Rachel Lydia Park ammette di aver ricevuto “un enorme aiuto” per comprare una casa, ma anche questo non è stato sufficiente [Supplied]

Wellington, Nuova Zelanda – Norme più severe per gli investitori immobiliari e gli speculatori sono entrate in vigore questo mese in Nuova Zelanda, come parte di uno sforzo del governo per affrontare il peggioramento della crisi immobiliare del paese.

Con la nuova legge, gli investitori immobiliari non potranno più detrarre gli interessi ipotecari dai loro redditi imponibili

Il governo sta cercando di concentrarsi sul ristabilimento del ruolo primario dell’alloggio come casa piuttosto che come risorsa finanziaria e affrontare la carenza di alloggi del paese, l’aumento dei prezzi degli immobili e i senzatetto.

La mossa segue un aumento dei valori delle case del 145% negli ultimi 10 anni, secondo il Real Estate Institute New Zealand. Anche i tassi di affitto sono aumentati del 37% negli ultimi 10 anni, secondo Statistics New Zealand.

A partire dal 2018, 42.000 persone nel paese vivevano senza riparo, o in alloggi temporanei o condivisi e i dati del Ministero dello Sviluppo Sociale suggeriscono che più di 23.000 persone sono iscritte al registro degli alloggi pubblici.

La terribile situazione ha già attirato l’interesse della Commissione per i diritti umani, che ad agosto ha annunciato l’intenzione di condurre un’inchiesta nazionale sugli alloggi.

Il commissario capo per i diritti umani Paul Hunt afferma che negli ultimi 50 anni i governi successivi hanno deluso l’opinione pubblica neozelandese.

Negli anni ’70 c’è stata una Commissione Reale d’inchiesta sugli alloggi, che ha portato alla creazione di un Consiglio nazionale per l’edilizia abitativa che è stato sciolto solo 10 anni dopo.

“Guardando indietro, questo era un organismo importante che aveva la supervisione del problema crescente”, ha detto. “Abbiamo tolto l’occhio al pallone e lasciato tutto alle forze di mercato.

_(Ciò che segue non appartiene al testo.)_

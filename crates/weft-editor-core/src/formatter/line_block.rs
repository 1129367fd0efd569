//! Headings and paragraphs.
//!
//! Each line carries at most one of them; unlike containers they are
//! applied per line, so toggling over three lines yields three spans.
//! Applying one takes its lines out of any list.

use std::ops::Range;

use crate::document::Document;
use crate::format::{ExclusionGroup, Format};
use crate::formatter::block::contains_block;
use crate::formatter::{cut_block, touches_lines, whole_lines};
use crate::span::{Span, line_ranges};

fn is_line_format(format: Format) -> bool {
    format.exclusion_group() == Some(ExclusionGroup::Line)
}

pub struct LineBlockFormatter<'a> {
    doc: &'a mut Document,
}

impl<'a> LineBlockFormatter<'a> {
    pub fn new(doc: &'a mut Document) -> Self {
        Self { doc }
    }

    pub fn toggle(&mut self, format: Format, range: Range<usize>) {
        if !is_line_format(format) {
            return;
        }
        let lines = whole_lines(self.doc.text(), range.start, range.end);
        let remove_only = contains_block(self.doc, format, range.clone());
        let spans = self.doc.spans_mut();
        spans.replace_where(
            |s| is_line_format(s.format) && touches_lines(s, &lines),
            |s| cut_block(s, &lines),
        );
        if remove_only {
            tracing::debug!(target: "weft::edit", %format, ?lines, "removing line format");
        } else {
            tracing::debug!(target: "weft::edit", %format, ?lines, "applying line format");
            spans.replace_where(
                |s| (s.format.is_list() || s.format == Format::ListItem) && touches_lines(s, &lines),
                |s| cut_block(s, &lines),
            );
            let per_line: Vec<Span> = line_ranges(self.doc.text(), lines.start, lines.end)
                .into_iter()
                .map(|line| Span::new(format, line.start, line.end))
                .collect();
            self.doc.spans_mut().extend(per_line);
        }
        self.doc.canonicalize();
    }

    /// Split the heading or paragraph holding the line break at `at`. Parts
    /// left without text are dropped, so an empty tail line is plain.
    pub fn split_at(&mut self, at: usize) {
        self.doc.spans_mut().replace_where(
            |s| is_line_format(s.format) && s.start <= at && at < s.end,
            |s| {
                let head = Span {
                    end: at,
                    ..s.clone()
                };
                let tail = Span {
                    start: at + 1,
                    ..s.clone()
                };
                [head, tail].into_iter().filter(|p| !p.is_empty()).collect()
            },
        );
    }
}

#[cfg(test)]
mod tests {
    use super::*;
    use crate::format::HeadingLevel;
    use crate::html::serialize;
    use crate::types::TextChange;

    const H1: Format = Format::Heading(HeadingLevel::H1);
    const H2: Format = Format::Heading(HeadingLevel::H2);

    fn html(doc: &Document) -> String {
        serialize(&doc.content(), doc.spans().as_slice(), None)
    }

    #[test]
    fn toggle_applies_per_line_and_replaces_other_levels() {
        let mut doc = Document::from_parts("a\nb", vec![Span::new(H2, 0, 1)]);
        LineBlockFormatter::new(&mut doc).toggle(H1, 0..3);
        assert_eq!(html(&doc), "<h1>a</h1><h1>b</h1>");
        LineBlockFormatter::new(&mut doc).toggle(H1, 2..2);
        assert_eq!(html(&doc), "<h1>a</h1>b");
    }

    #[test]
    fn heading_takes_its_line_out_of_the_list() {
        let mut doc = Document::from_parts(
            "a\nb",
            vec![
                Span::new(Format::OrderedList, 0, 3),
                Span::new(Format::ListItem, 0, 1),
                Span::new(Format::ListItem, 2, 3),
            ],
        );
        LineBlockFormatter::new(&mut doc).toggle(H1, 0..0);
        assert_eq!(html(&doc), "<h1>a</h1><ol><li>b</li></ol>");

        let mut doc = Document::from_parts("a", vec![Span::new(Format::Quote, 0, 1)]);
        LineBlockFormatter::new(&mut doc).toggle(H2, 0..0);
        assert_eq!(html(&doc), "<blockquote><h2>a</h2></blockquote>");
    }

    #[test]
    fn break_splits_heading_and_tail_stays_plain() {
        let mut doc = Document::from_parts("title", vec![Span::new(H1, 0, 5)]);
        doc.splice(2..2, "\n");
        doc.canonicalize();
        LineBlockFormatter::new(&mut doc).split_at(2);
        doc.canonicalize();
        assert_eq!(html(&doc), "<h1>ti</h1><h1>tle</h1>");

        let mut doc = Document::from_parts("title", vec![Span::new(H1, 0, 5)]);
        let change = doc.splice(5..5, "\n");
        doc.canonicalize();
        crate::formatter::BlockFormatter::new(&mut doc).handle_line_breaks(change, "\n");
        assert_eq!(doc.content(), "title\n");
        assert_eq!(doc.spans().as_slice(), &[Span::new(H1, 0, 5)]);
        assert_eq!(change, TextChange::insertion(5, 1));
    }
}
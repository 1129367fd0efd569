//! Character reference decoding and HTML escaping.

use std::borrow::Cow;

use pulldown_cmark_escape::{FmtWriter, escape_html, escape_html_body_text};

/// Escape text content: `&`, `<` and `>`.
pub fn escape_text(text: &str, out: &mut String) {
    let _ = escape_html_body_text(FmtWriter(&mut *out), text);
}

/// Escape an attribute value for use inside double quotes.
pub fn escape_attribute(value: &str) -> Cow<'_, str> {
    if !value.contains(['&', '<', '>', '"']) {
        return Cow::Borrowed(value);
    }
    let mut out = String::with_capacity(value.len() + 8);
    let _ = escape_html(FmtWriter(&mut out), value);
    Cow::Owned(out)
}

/// Decode named (`amp lt gt quot apos nbsp`) and numeric character
/// references. Numeric references to NUL, to surrogates or past U+10FFFF
/// decode to U+FFFD. Unknown or malformed references are kept verbatim.
pub fn decode(input: &str) -> Cow<'_, str> {
    if !input.contains('&') {
        return Cow::Borrowed(input);
    }
    let mut out = String::with_capacity(input.len());
    let mut rest = input;
    while let Some(amp) = rest.find('&') {
        out.push_str(&rest[..amp]);
        rest = &rest[amp..];
        match decode_one(rest) {
            Some((c, consumed)) => {
                out.push(c);
                rest = &rest[consumed..];
            }
            None => {
                out.push('&');
                rest = &rest[1..];
            }
        }
    }
    out.push_str(rest);
    Cow::Owned(out)
}

/// Decode the reference at the start of `s` (which begins with `&`).
fn decode_one(s: &str) -> Option<(char, usize)> {
    let semi = s[1..].find(';')? + 1;
    if semi > 32 {
        return None;
    }
    let body = &s[1..semi];
    let c = match body {
        "amp" => '&',
        "lt" => '<',
        "gt" => '>',
        "quot" => '"',
        "apos" => '\'',
        "nbsp" => '\u{a0}',
        _ => {
            let num = body.strip_prefix('#')?;
            let (digits, radix) = match num.strip_prefix(['x', 'X']) {
                Some(hex) => (hex, 16),
                None => (num, 10),
            };
            if digits.is_empty() || !digits.chars().all(|c| c.is_digit(radix)) {
                return None;
            }
            u32::from_str_radix(digits, radix)
                .ok()
                .filter(|&code| code != 0)
                .and_then(char::from_u32)
                .unwrap_or(char::REPLACEMENT_CHARACTER)
        }
    };
    Some((c, semi + 1))
}

#[cfg(test)]
mod tests {
    use super::*;

    #[test]
    fn decodes_named_and_numeric() {
        assert_eq!(
            decode("a &amp; b &lt;c&gt; &quot;&apos;&nbsp;"),
            "a & b <c> \"'\u{a0}"
        );
        assert_eq!(decode("&#65;&#x42;&#X43;"), "ABC");
    }

    #[test]
    fn invalid_code_points_become_replacement_chars() {
        assert_eq!(decode("a&#0;b"), "a\u{FFFD}b");
        assert_eq!(decode("&#xD800;&#xdfff;"), "\u{FFFD}\u{FFFD}");
        assert_eq!(decode("&#x110000;"), "\u{FFFD}");
        assert_eq!(decode("&#99999999999999;"), "\u{FFFD}");
        assert_eq!(decode("&#x10FFFF;"), "\u{10FFFF}");
        assert_eq!(decode("&#;&#x;"), "&#;&#x;");
    }

    #[test]
    fn keeps_unknown_references() {
        assert_eq!(decode("&copy; & &#xZZ; &"), "&copy; & &#xZZ; &");
    }

    #[test]
    fn borrowed_when_nothing_to_do() {
        assert!(matches!(decode("plain"), Cow::Borrowed(_)));
        assert!(matches!(escape_attribute("plain"), Cow::Borrowed(_)));
    }

    #[test]
    fn escapes_text_and_attributes() {
        let mut out = String::new();
        escape_text("a < b & \"c\"", &mut out);
        assert_eq!(out, "a &lt; b &amp; \"c\"");
        assert_eq!(escape_attribute("say \"hi\""), "say &quot;hi&quot;");
    }
}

“La Commissione per i diritti umani non favorisce un approccio pubblico o privato: spetta al governo del momento decidere, ma qualunque approccio venga scelto deve portare a termine e negli ultimi anni non c’è dubbio che abbia fallito”.

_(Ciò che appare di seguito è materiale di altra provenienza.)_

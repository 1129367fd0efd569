//! Formatters: short-lived services that borrow a [`Document`] to answer
//! "is this range formatted" and to toggle formatting on and off.
//!
//! - [`inline`] for character styles,
//! - [`block`] for lists and quotes, plus line-break handling inside them,
//! - [`line_block`] for headings and paragraphs,
//! - [`link`] for hyperlinks,
//! - [`object`] for media and comment markers.

pub mod block;
pub mod inline;
pub mod line_block;
pub mod link;
pub mod object;

use std::ops::Range;

pub use block::{BlockFormatter, ListItemMarker, list_item_marker};
pub use inline::{AttributeMemo, InlineFormatter};
pub use line_block::LineBlockFormatter;
pub use link::LinkFormatter;
pub use object::ObjectFormatter;

use crate::document::Document;
use crate::format::{Format, FormatCategory};
use crate::span::Span;
pub(crate) use crate::span::{cut_block, cut_inline};
use crate::text::TextBuffer;
use crate::types::normalize_range;

/// The range `contains` inspects.
///
/// A selection is used as is. For a caret: at the buffer start the first
/// character, right after a line break the character after the caret,
/// otherwise the character before it.
pub fn probe_range<T: TextBuffer + ?Sized>(text: &T, start: usize, end: usize) -> Range<usize> {
    if start < end {
        return start..end;
    }
    let len = text.len_chars();
    if len == 0 {
        return start..start;
    }
    if start == 0 {
        0..1
    } else if text.char_at(start - 1) == Some('\n') {
        start..(start + 1).min(len)
    } else {
        start - 1..start
    }
}

/// Whether `format` applies to `start..end` (or to the caret at `start`).
pub fn contains(doc: &Document, format: Format, start: usize, end: usize) -> bool {
    let range = normalize_range(start, end, doc.len_chars());
    match format.category() {
        FormatCategory::Inline => inline::contains(doc, format, range),
        FormatCategory::Link => link::contains_link(doc, range),
        FormatCategory::Container | FormatCategory::Line => {
            block::contains_block(doc, format, range)
        }
        FormatCategory::Media | FormatCategory::Comment => {
            let probe = probe_range(doc.text(), range.start, range.end);
            doc.spans().of_format(format).any(|s| s.overlaps(&probe))
        }
    }
}

/// Whether a block span shares a line with the line range `lines`.
pub(crate) fn touches_lines(span: &Span, lines: &Range<usize>) -> bool {
    span.start <= lines.end && lines.start <= span.end
}

/// `start..end` grown to whole lines, from the first touched line start to
/// the last touched line end.
pub(crate) fn whole_lines<T: TextBuffer + ?Sized>(text: &T, start: usize, end: usize) -> Range<usize> {
    let lines = crate::span::line_ranges(text, start, end);
    let first = lines.first().map_or(0, |l| l.start);
    let last = lines.last().map_or(0, |l| l.end);
    first..last
}

#[cfg(test)]
mod tests {
    use super::*;
    use crate::text::EditorRope;

    #[test]
    fn caret_looks_at_neighbouring_char() {
        let text = EditorRope::from_str("ab\ncd");
        assert_eq!(probe_range(&text, 0, 0), 0..1);
        assert_eq!(probe_range(&text, 2, 2), 1..2);
        assert_eq!(probe_range(&text, 3, 3), 3..4);
        assert_eq!(probe_range(&text, 5, 5), 4..5);
        assert_eq!(probe_range(&text, 1, 4), 1..4);
    }

    #[test]
    fn cutting_lines_out_of_a_block() {
        let span = Span::new(Format::Quote, 0, 8);
        let pieces = cut_block(&span, &(3..5));
        let ranges: Vec<_> = pieces.iter().map(Span::range).collect();
        assert_eq!(ranges, vec![0..2, 6..8]);
        assert!(cut_block(&span, &(0..8)).is_empty());
    }

    #[test]
    fn cutting_a_range_out_of_an_inline_span() {
        let span = Span::new(Format::Bold, 2, 9);
        let ranges: Vec<_> = cut_inline(&span, &(4..6)).iter().map(Span::range).collect();
        assert_eq!(ranges, vec![2..4, 6..9]);
        assert!(cut_inline(&span, &(0..10)).is_empty());
    }
}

Tradizionalmente, la Nuova Zelanda è stata attiva nella stesura di leggi internazionali sui diritti umani, incluso il diritto a una casa dignitosa, ma non è stata così brava a riportare quei diritti a casa, dice.

“Questi trattati sono stati ratificati, quindi sono legalmente vincolanti, ma in qualche modo c’è un attacco di amnesia quando politici e funzionari tornano a casa attraverso il Pacifico”, ha detto.

“Il diritto di godere di una casa sicura e dignitosa è di fondamentale importanza per il benessere. Senza una casa decente, è molto difficile per le persone essere membri attivi della società”.

Al Jazeera ha parlato con alcuni neozelandesi della loro esperienza nel trovare una casa.

Jim

Jim, che ha subito un infortunio che gli ha cambiato la vita che lo ha lasciato incapace di lavorare, si è ritrovato per strada [Sasha Borissenko/Al Jazeera]

Jim* viveva per le strade di Wellington, la capitale della Nuova Zelanda, quando Al Jazeera gli ha parlato. Era senzatetto da più di due settimane, ma sperava di trasferirsi con la famiglia in un’altra parte del paese.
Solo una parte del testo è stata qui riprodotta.